What you are asked to do »
Report how many lines below contain the word "copied". Write only that number.
━━━━
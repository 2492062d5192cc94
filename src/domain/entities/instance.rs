//! Instance catalog entities

const MIB: u64 = 1024 * 1024;

/// One machine type as reported by the provider.
#[derive(Debug, Clone, PartialEq, Eq)]
pub struct InstanceCatalogEntry {
    pub instance_type: String,
    /// Memory capacity in bytes
    pub memory_bytes: u64,
}

impl InstanceCatalogEntry {
    pub fn new(instance_type: impl Into<String>, memory_bytes: u64) -> Self {
        Self {
            instance_type: instance_type.into(),
            memory_bytes,
        }
    }

    /// Build an entry from the MiB figure the provider reports.
    pub fn from_mib(instance_type: impl Into<String>, memory_mib: u64) -> Self {
        Self::new(instance_type, memory_mib.saturating_mul(MIB))
    }
}

/// Outcome of choosing an instance type for an image build.
#[derive(Debug, Clone, PartialEq, Eq)]
pub enum InstanceSelection {
    /// A catalog entry fits the payload
    Selected(InstanceCatalogEntry),
    /// Nothing in the catalog is large enough; the user must pick one
    Unresolved { required_bytes: u64 },
}

impl InstanceSelection {
    pub fn instance_type(&self) -> Option<&str> {
        match self {
            InstanceSelection::Selected(entry) => Some(&entry.instance_type),
            InstanceSelection::Unresolved { .. } => None,
        }
    }

    pub fn is_resolved(&self) -> bool {
        matches!(self, InstanceSelection::Selected(_))
    }
}

#[cfg(test)]
mod tests {
    use super::*;

    #[test]
    fn from_mib_converts_to_bytes() {
        let entry = InstanceCatalogEntry::from_mib("t2.nano", 512);
        assert_eq!(entry.memory_bytes, 512 * 1024 * 1024);
    }

    #[test]
    fn unresolved_has_no_instance_type() {
        let selection = InstanceSelection::Unresolved { required_bytes: 1 };
        assert_eq!(selection.instance_type(), None);
        assert!(!selection.is_resolved());
    }
}
//! Error types for vaws
//!
//! Uses `thiserror` for library errors. Variants are grouped by how the
//! failure should be handled by the caller.

use std::path::PathBuf;
use thiserror::Error;

/// Result type alias for vaws operations
pub type VawsResult<T> = Result<T, VawsError>;

/// Main error type for vaws operations
#[derive(Error, Debug)]
pub enum VawsError {
    // --- missing prerequisites: fail before touching the provider ---
    /// Required external command is not installed
    #[error("the command `{command}` must be installed on your machine; please consult the vaws requirements")]
    MissingCommand { command: String },

    /// No region could be resolved from flags, environment or config
    #[error("no AWS region configured; pass --region, set AWS_REGION, or add `region` under [aws] in vaws.toml")]
    RegionUnset,

    /// Image spec was generated without an instance type
    #[error("no instance type set in {file}; choose one manually and set `instance_type` in the amazon-ebs builder")]
    InstanceTypeUnset { file: PathBuf },

    /// Provider client could not find usable credentials
    #[error("AWS credentials are missing or invalid: {message}")]
    Credentials { message: String },

    // --- provider rejected a request ---
    /// The provider returned an error for a request
    #[error("AWS {operation} failed: {message}")]
    Provider {
        operation: String,
        code: Option<String>,
        message: String,
    },

    /// Provider response could not be understood
    #[error("unexpected response from AWS {operation}: {message}")]
    ProviderResponse { operation: String, message: String },

    // --- not found ---
    /// A cloud resource the operation depends on does not exist
    #[error("{resource} not found: {detail}")]
    ResourceNotFound { resource: String, detail: String },

    /// Artifact file referenced by a model specification is missing
    #[error("artifact not found: {path}")]
    ArtifactNotFound { path: PathBuf },

    /// Directory not found
    #[error("directory not found: {path}")]
    DirectoryNotFound { path: PathBuf },

    // --- document errors ---
    /// Model specification is not valid YAML
    #[error("invalid model specification {file}: {message}")]
    InvalidModelSpec { file: PathBuf, message: String },

    /// Model specification has no artifact path
    #[error("missing required field '{field}' in {file}")]
    MissingField { field: String, file: PathBuf },

    /// Artifact path has no file name component
    #[error("artifact path '{value}' in {file} does not name a file")]
    InvalidArtifactPath { value: String, file: PathBuf },

    /// Artifact path is relative; the build cannot tell what it is relative to
    #[error("artifact path '{value}' in {file} must be absolute")]
    RelativeArtifactPath { value: String, file: PathBuf },

    /// Config file could not be parsed
    #[error("invalid config {file}: {message}")]
    InvalidConfig { file: PathBuf, message: String },

    /// Generated or user-supplied document is malformed
    #[error("invalid {kind} {file}: {message}")]
    InvalidDocument {
        kind: &'static str,
        file: PathBuf,
        message: String,
    },

    // --- external tools ---
    /// External tool exited unsuccessfully
    #[error("{command} exited with {status}")]
    CommandFailed { command: String, status: String },

    /// IO error
    #[error("IO error: {0}")]
    Io(#[from] std::io::Error),

    /// JSON error
    #[error("JSON error: {0}")]
    Json(#[from] serde_json::Error),
}

impl VawsError {
    /// True when the error means a prerequisite was missing before any work began.
    pub fn is_missing_prerequisite(&self) -> bool {
        matches!(
            self,
            VawsError::MissingCommand { .. }
                | VawsError::RegionUnset
                | VawsError::InstanceTypeUnset { .. }
                | VawsError::Credentials { .. }
        )
    }

    /// True when a named resource (cloud or local) does not exist.
    pub fn is_not_found(&self) -> bool {
        matches!(
            self,
            VawsError::ResourceNotFound { .. }
                | VawsError::ArtifactNotFound { .. }
                | VawsError::DirectoryNotFound { .. }
        )
    }

    pub(crate) fn not_found(resource: impl Into<String>, detail: impl Into<String>) -> Self {
        VawsError::ResourceNotFound {
            resource: resource.into(),
            detail: detail.into(),
        }
    }
}
//! Property tests for build instance selection.

use proptest::prelude::*;

use vaws::domain::entities::{InstanceCatalogEntry, InstanceSelection};
use vaws::domain::services::select_from;

fn catalog() -> impl Strategy<Value = Vec<InstanceCatalogEntry>> {
    proptest::collection::vec(1u64..65_536, 0..10).prop_map(|sizes| {
        sizes
            .into_iter()
            .enumerate()
            .map(|(i, mib)| InstanceCatalogEntry::from_mib(format!("t2.type{}", i), mib))
            .collect()
    })
}

proptest! {
    #![proptest_config(ProptestConfig {
        cases: 256,
        .. ProptestConfig::default()
    })]

    /// PROPERTY: the selection is the smallest entry with room to spare, and
    /// `Unresolved` only when no entry has room.
    #[test]
    fn property_selection_is_smallest_fitting(
        entries in catalog(),
        payload in 0u64..(64u64 << 30),
        overhead in 0u64..(8u64 << 30),
    ) {
        let required = payload + overhead;
        match select_from(&entries, payload, overhead) {
            InstanceSelection::Selected(chosen) => {
                prop_assert!(chosen.memory_bytes > required);
                prop_assert!(entries
                    .iter()
                    .filter(|e| e.memory_bytes > required)
                    .all(|e| e.memory_bytes >= chosen.memory_bytes));
            }
            InstanceSelection::Unresolved { required_bytes } => {
                prop_assert_eq!(required_bytes, required);
                prop_assert!(entries.iter().all(|e| e.memory_bytes <= required));
            }
        }
    }
}
//! End-to-end tests for `vaws configure ami`.

mod common;

use std::fs;
use std::io::Read;
use std::path::Path;

use common::*;
use flate2::read::GzDecoder;

fn archive_entries(archive: &Path) -> Vec<(String, String)> {
    let mut tar = tar::Archive::new(GzDecoder::new(fs::File::open(archive).unwrap()));
    let mut entries = Vec::new();
    for entry in tar.entries().unwrap() {
        let mut entry = entry.unwrap();
        let name = entry.path().unwrap().to_string_lossy().to_string();
        let mut content = String::new();
        let _ = entry.read_to_string(&mut content);
        entries.push((name, content));
    }
    entries
}

fn setup() -> (TestEnv, String) {
    let env = TestEnv::new();
    let artifact = env.write_project_file("data/input.hdf", "0123456789");
    simulation_package(&env.project_path("code"), &artifact.display().to_string());
    (env, artifact.display().to_string())
}

#[test]
fn test_configure_ami_writes_build_directory() {
    let (env, artifact) = setup();
    let spec_before = fs::read_to_string(env.project_path("code/src/sim/model_specifications/india.yaml")).unwrap();

    let result = env.run(&[
        "configure",
        "ami",
        "sim",
        "code",
        "--region",
        "us-west-2",
        "--instance-type",
        "t2.small",
    ]);
    assert!(result.success, "{}", result.combined_output());

    let out = env.project_path("sim_ami_configuration");
    assert!(out.join("code.tar.gz").is_file());
    assert!(out.join("provision_environment.sh").is_file());

    let spec: serde_json::Value =
        serde_json::from_str(&fs::read_to_string(out.join("sim_ami.json")).unwrap()).unwrap();
    let builder = &spec["builders"][0];
    assert_eq!(builder["type"], "amazon-ebs");
    assert_eq!(builder["region"], "us-west-2");
    assert_eq!(builder["instance_type"], "t2.small");
    assert_eq!(builder["ami_name"], "sim {{timestamp}}");
    assert_eq!(spec["provisioners"][0]["destination"], "/tmp/code.tar.gz");
    assert_eq!(spec["provisioners"][1]["source"], artifact.as_str());
    assert_eq!(spec["provisioners"][1]["destination"], "/tmp/input.hdf");
    assert_eq!(spec["provisioners"][2]["type"], "shell");

    let script = fs::read_to_string(out.join("provision_environment.sh")).unwrap();
    assert!(script.contains("/tmp/input.hdf"));

    let entries = archive_entries(&out.join("code.tar.gz"));
    let rewritten = entries
        .iter()
        .find(|(name, _)| name == "simulation_code/src/sim/model_specifications/india.yaml")
        .map(|(_, content)| content.clone())
        .expect("model specification in archive");
    assert!(rewritten.contains("        artifact_path: /usr/local/share/vivarium/artifacts/input.hdf\n"));
    assert!(rewritten.starts_with("# Simulation of a small population\n"));
    assert!(entries.iter().all(|(name, _)| !name.ends_with(".hdf")));
    assert!(entries.iter().all(|(name, _)| !name.contains("/.git")));

    let spec_after = fs::read_to_string(env.project_path("code/src/sim/model_specifications/india.yaml")).unwrap();
    assert_eq!(spec_before, spec_after, "user tree must not be modified");
}

#[test]
fn test_configure_ami_region_from_environment() {
    let (env, _) = setup();

    let result = env.run_with_env(
        &["configure", "ami", "sim", "code", "--instance-type", "t2.small"],
        &[("AWS_DEFAULT_REGION", "eu-west-1")],
    );
    assert!(result.success, "{}", result.combined_output());

    let spec: serde_json::Value = serde_json::from_str(
        &fs::read_to_string(env.project_path("sim_ami_configuration/sim_ami.json")).unwrap(),
    )
    .unwrap();
    assert_eq!(spec["builders"][0]["region"], "eu-west-1");
}

#[test]
fn test_configure_ami_output_dir_from_project_config() {
    let (env, _) = setup();
    env.write_project_file("vaws.toml", "[aws]\nregion = \"us-east-2\"\n\n[output]\ndirectory = \"build\"\n");

    let result = env.run(&["configure", "ami", "sim", "code", "--instance-type", "t2.small"]);
    assert!(result.success, "{}", result.combined_output());

    assert!(env
        .project_path("build/sim_ami_configuration/sim_ami.json")
        .is_file());
}

#[test]
fn test_configure_ami_json_output() {
    let (env, _) = setup();

    let result = env.run(&[
        "configure",
        "ami",
        "sim",
        "code",
        "-r",
        "us-west-2",
        "--instance-type",
        "t2.small",
        "--json",
    ]);
    assert!(result.success, "{}", result.combined_output());

    let events: Vec<serde_json::Value> = result
        .stdout
        .lines()
        .map(|l| serde_json::from_str(l).unwrap())
        .collect();
    assert_eq!(events.first().unwrap()["event"], "start");
    let complete = events.last().unwrap();
    assert_eq!(complete["event"], "complete");
    assert_eq!(complete["instance_type"], "t2.small");
    assert_eq!(complete["payload_bytes"], 10);
}

#[test]
fn test_configure_ami_without_region_fails() {
    let (env, _) = setup();

    let result = env.run(&["configure", "ami", "sim", "code", "--instance-type", "t2.small"]);

    assert!(!result.success);
    assert_eq!(result.exit_code, 1);
    assert!(result.stderr.contains("region"), "{}", result.stderr);
    assert!(!env.project_path("sim_ami_configuration").exists());
}

#[test]
fn test_configure_ami_missing_artifact_fails() {
    let env = TestEnv::new();
    simulation_package(&env.project_path("code"), "/nonexistent/vaws/input.hdf");

    let result = env.run(&[
        "configure",
        "ami",
        "sim",
        "code",
        "-r",
        "us-west-2",
        "--instance-type",
        "t2.small",
    ]);

    assert!(!result.success);
    assert!(result.stderr.contains("artifact not found"), "{}", result.stderr);
}

#[test]
fn test_configure_ami_without_aws_cli_fails_before_work() {
    let (env, _) = setup();

    // No --instance-type: the catalog must be queried and `aws` is not on PATH
    let result = env.run(&["configure", "ami", "sim", "code", "-r", "us-west-2"]);

    assert!(!result.success);
    assert!(result.stderr.contains("`aws`"), "{}", result.stderr);
    assert!(!env.project_path("sim_ami_configuration").exists());
}

#[test]
fn test_unknown_config_key_is_a_warning() {
    let (env, _) = setup();
    env.write_project_file("vaws.toml", "[aws]\nregoin = \"us-east-2\"\n");

    let result = env.run(&[
        "configure",
        "ami",
        "sim",
        "code",
        "-r",
        "us-west-2",
        "--instance-type",
        "t2.small",
    ]);

    assert!(result.success, "{}", result.combined_output());
    assert!(result.stderr.contains("Unknown config key 'regoin'"));
    assert!(result.stderr.contains("Did you mean 'region'?"));
}
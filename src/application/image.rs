//! Configure Image Use Case
//!
//! Turns a simulation source tree into a Packer build directory: a code
//! archive with model specifications pointing at in-image artifact
//! locations, a provisioning script, and the template itself.

use std::fs;
use std::path::{Path, PathBuf};

use tracing::{debug, info};

use crate::domain::entities::{
    provision_script, ArtifactReference, ImageSpec, InstanceSelection, CODE_ARCHIVE_NAME,
    PROVISION_SCRIPT_NAME,
};
use crate::domain::ports::{InstanceCatalog, ProviderContext};
use crate::domain::services::select_instance;
use crate::error::{VawsError, VawsResult};
use crate::infrastructure::archive::pack_source_tree;
use crate::infrastructure::fs::{atomic_write, copy_tree, is_hdf};
use crate::infrastructure::repositories::FsModelSpecRepository;

/// Options for the configure image operation
#[derive(Debug, Clone)]
pub struct ImageOptions {
    /// Image name, used for the output directory and the AMI name
    pub name: String,
    /// Root of the simulation package
    pub code_root: PathBuf,
    /// Parent directory for `<name>_ami_configuration`
    pub output_root: PathBuf,
    /// Artifacts to ship instead of the ones referenced by model specifications
    pub artifacts: Vec<PathBuf>,
    /// Build instance type; skips automatic selection when set
    pub instance_type: Option<String>,
}

impl ImageOptions {
    pub fn new(name: impl Into<String>, code_root: impl Into<PathBuf>) -> Self {
        Self {
            name: name.into(),
            code_root: code_root.into(),
            output_root: PathBuf::from("."),
            artifacts: Vec::new(),
            instance_type: None,
        }
    }

    pub fn output_dir(&self) -> PathBuf {
        self.output_root.join(format!("{}_ami_configuration", self.name))
    }
}

/// Files produced by a configure image run
#[derive(Debug, Clone)]
pub struct ImageConfiguration {
    pub output_dir: PathBuf,
    /// `<name>_ami.json`
    pub spec_path: PathBuf,
    pub archive_path: PathBuf,
    pub script_path: PathBuf,
    pub artifacts: Vec<ArtifactReference>,
    /// Total artifact size in bytes
    pub payload_bytes: u64,
    /// `None` when no candidate was large enough
    pub instance_type: Option<String>,
}

impl ImageConfiguration {
    pub fn has_instance_type(&self) -> bool {
        self.instance_type.is_some()
    }
}

/// Configure image use case
pub struct ConfigureImageUseCase<C>
where
    C: InstanceCatalog,
{
    catalog: C,
}

impl<C> ConfigureImageUseCase<C>
where
    C: InstanceCatalog,
{
    pub fn new(catalog: C) -> Self {
        Self { catalog }
    }

    /// Build the image configuration directory.
    ///
    /// The source tree is copied to a temporary directory first; the user's
    /// model specifications are never modified.
    pub fn execute(
        &self,
        ctx: &ProviderContext,
        options: &ImageOptions,
    ) -> VawsResult<ImageConfiguration> {
        if !options.code_root.is_dir() {
            return Err(VawsError::DirectoryNotFound {
                path: options.code_root.clone(),
            });
        }

        let output_dir = options.output_dir();
        fs::create_dir_all(&output_dir)?;

        let workspace = tempfile::Builder::new()
            .prefix("vaws_configuration")
            .tempdir()?;
        let working_copy = workspace.path().join("code");
        let copied = copy_tree(&options.code_root, &working_copy, is_hdf)?;
        debug!(files = copied, copy = %working_copy.display(), "copied source tree");

        let scanned = FsModelSpecRepository::new(&working_copy).rewrite_all()?;
        let artifacts = if options.artifacts.is_empty() {
            dedup(scanned)
        } else {
            explicit_artifacts(&options.artifacts)?
        };

        let payload_bytes = payload_size(&artifacts)?;
        let instance_type = match &options.instance_type {
            Some(manual) => {
                debug!(instance_type = %manual, "using requested build instance");
                Some(manual.clone())
            }
            None => match select_instance(&self.catalog, ctx, payload_bytes)? {
                InstanceSelection::Selected(entry) => Some(entry.instance_type),
                InstanceSelection::Unresolved { .. } => None,
            },
        };

        let archive_path = output_dir.join(CODE_ARCHIVE_NAME);
        pack_source_tree(&working_copy, &archive_path)?;

        let script_path = output_dir.join(PROVISION_SCRIPT_NAME);
        atomic_write(&script_path, provision_script(&artifacts).as_bytes())?;
        make_executable(&script_path)?;

        let spec = ImageSpec::new(&options.name, &ctx.region, instance_type.clone(), &artifacts);
        let spec_path = output_dir.join(format!("{}_ami.json", options.name));
        atomic_write(&spec_path, spec.to_json_pretty()?.as_bytes())?;

        info!(
            image = %options.name,
            artifacts = artifacts.len(),
            payload_bytes,
            instance_type = instance_type.as_deref().unwrap_or("<unset>"),
            output = %output_dir.display(),
            "wrote image configuration"
        );

        Ok(ImageConfiguration {
            output_dir,
            spec_path,
            archive_path,
            script_path,
            artifacts,
            payload_bytes,
            instance_type,
        })
    }
}

/// Several model specifications commonly share one artifact; ship it once.
fn dedup(mut artifacts: Vec<ArtifactReference>) -> Vec<ArtifactReference> {
    artifacts.sort();
    artifacts.dedup();
    artifacts
}

fn explicit_artifacts(paths: &[PathBuf]) -> VawsResult<Vec<ArtifactReference>> {
    paths
        .iter()
        .map(|path| {
            let absolute = path
                .canonicalize()
                .map_err(|_| VawsError::ArtifactNotFound { path: path.clone() })?;
            if !absolute.is_file() {
                return Err(VawsError::ArtifactNotFound { path: path.clone() });
            }
            ArtifactReference::from_path(absolute).ok_or_else(|| VawsError::InvalidArtifactPath {
                value: path.display().to_string(),
                file: path.clone(),
            })
        })
        .collect()
}

/// Sum of artifact file sizes.
pub fn payload_size(artifacts: &[ArtifactReference]) -> VawsResult<u64> {
    artifacts.iter().try_fold(0u64, |total, artifact| {
        let meta = fs::metadata(artifact.path()).map_err(|_| VawsError::ArtifactNotFound {
            path: artifact.original_path.clone(),
        })?;
        Ok(total.saturating_add(meta.len()))
    })
}

#[cfg(unix)]
fn make_executable(path: &Path) -> VawsResult<()> {
    use std::os::unix::fs::PermissionsExt;
    let mut perms = fs::metadata(path)?.permissions();
    perms.set_mode(0o755);
    fs::set_permissions(path, perms)?;
    Ok(())
}

#[cfg(not(unix))]
fn make_executable(_path: &Path) -> VawsResult<()> {
    Ok(())
}
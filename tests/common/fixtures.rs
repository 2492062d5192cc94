//! Test fixtures - reusable source trees and documents.

use std::path::Path;

use super::env::write_file;

/// Model specification with the artifact path nested under input_data.
pub fn model_spec(artifact_path: &str) -> String {
    format!(
        "# Simulation of a small population
components:
    vivarium_public_health:
        population:
            - BasePopulation()

configuration:
    input_data:
        location: India
        artifact_path: {}
    population:
        population_size: 10_000
",
        artifact_path
    )
}

/// Minimal simulation package: setup.py, one model specification, a
/// cached data file that must not be shipped.
pub fn simulation_package(root: &Path, artifact_path: &str) {
    write_file(root, "setup.py", "from setuptools import setup\nsetup(name='sim')\n");
    write_file(root, "src/sim/__init__.py", "");
    write_file(
        root,
        "src/sim/model_specifications/india.yaml",
        &model_spec(artifact_path),
    );
    write_file(root, "src/sim/cache.hdf", "not shipped");
    write_file(root, ".git/HEAD", "ref: refs/heads/main\n");
}

pub const PACKER_TEMPLATE_WITHOUT_INSTANCE: &str = r#"{
  "builders": [
    { "type": "amazon-ebs", "region": "us-west-2", "ssh_username": "ubuntu" }
  ],
  "provisioners": []
}
"#;

pub const PACKER_TEMPLATE: &str = r#"{
  "builders": [
    { "type": "amazon-ebs", "region": "us-west-2", "instance_type": "t2.large" }
  ],
  "provisioners": []
}
"#;

pub const CLUSTER_CONFIG: &str = "[aws]
aws_region_name = us-west-2

[global]
cluster_template = sim
update_check = true
";
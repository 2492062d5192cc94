#![no_main]

use libfuzzer_sys::fuzz_target;

fuzz_target!(|data: &[u8]| {
    if let Ok(content) = std::str::from_utf8(data) {
        // Fuzz hand-edited Packer templates - this should never panic
        if let Ok(value) = serde_json::from_str::<serde_json::Value>(content) {
            let _ = vaws::domain::entities::ImageSpec::has_unset_instance_type(&value);
        }
    }
});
━━━━
Completed exercise »
3